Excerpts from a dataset
+ + + +

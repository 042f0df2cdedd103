use sha2::{Digest, Sha256};

use esb_common::CacheError;

use crate::context::MessageContext;

/// Deterministic fingerprint of a request, used as the cache lookup key
///
/// Implementations must return the same value for the same logical request
/// across restarts and cluster nodes.
pub trait DigestGenerator: Send + Sync {
    fn digest(&self, ctx: &MessageContext) -> Result<String, CacheError>;
}

/// SHA-256 over destination, media type and body, hex encoded
#[derive(Debug, Default, Clone, Copy)]
pub struct Sha256Digest;

impl DigestGenerator for Sha256Digest {
    fn digest(&self, ctx: &MessageContext) -> Result<String, CacheError> {
        let mut hasher = Sha256::new();
        hasher.update(ctx.to.as_deref().unwrap_or_default().as_bytes());
        hasher.update([0u8]);
        hasher.update(ctx.envelope.content_type.as_bytes());
        hasher.update([0u8]);
        hasher.update(&ctx.envelope.body);
        Ok(hex::encode(hasher.finalize()))
    }
}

+ + + +

Work required:
Which lines in the records above contain the string "self"? Copy each one.

Output:
    fn digest(&self, ctx: &MessageContext) -> Result<String, CacheError>;
    fn digest(&self, ctx: &MessageContext) -> Result<String, CacheError> {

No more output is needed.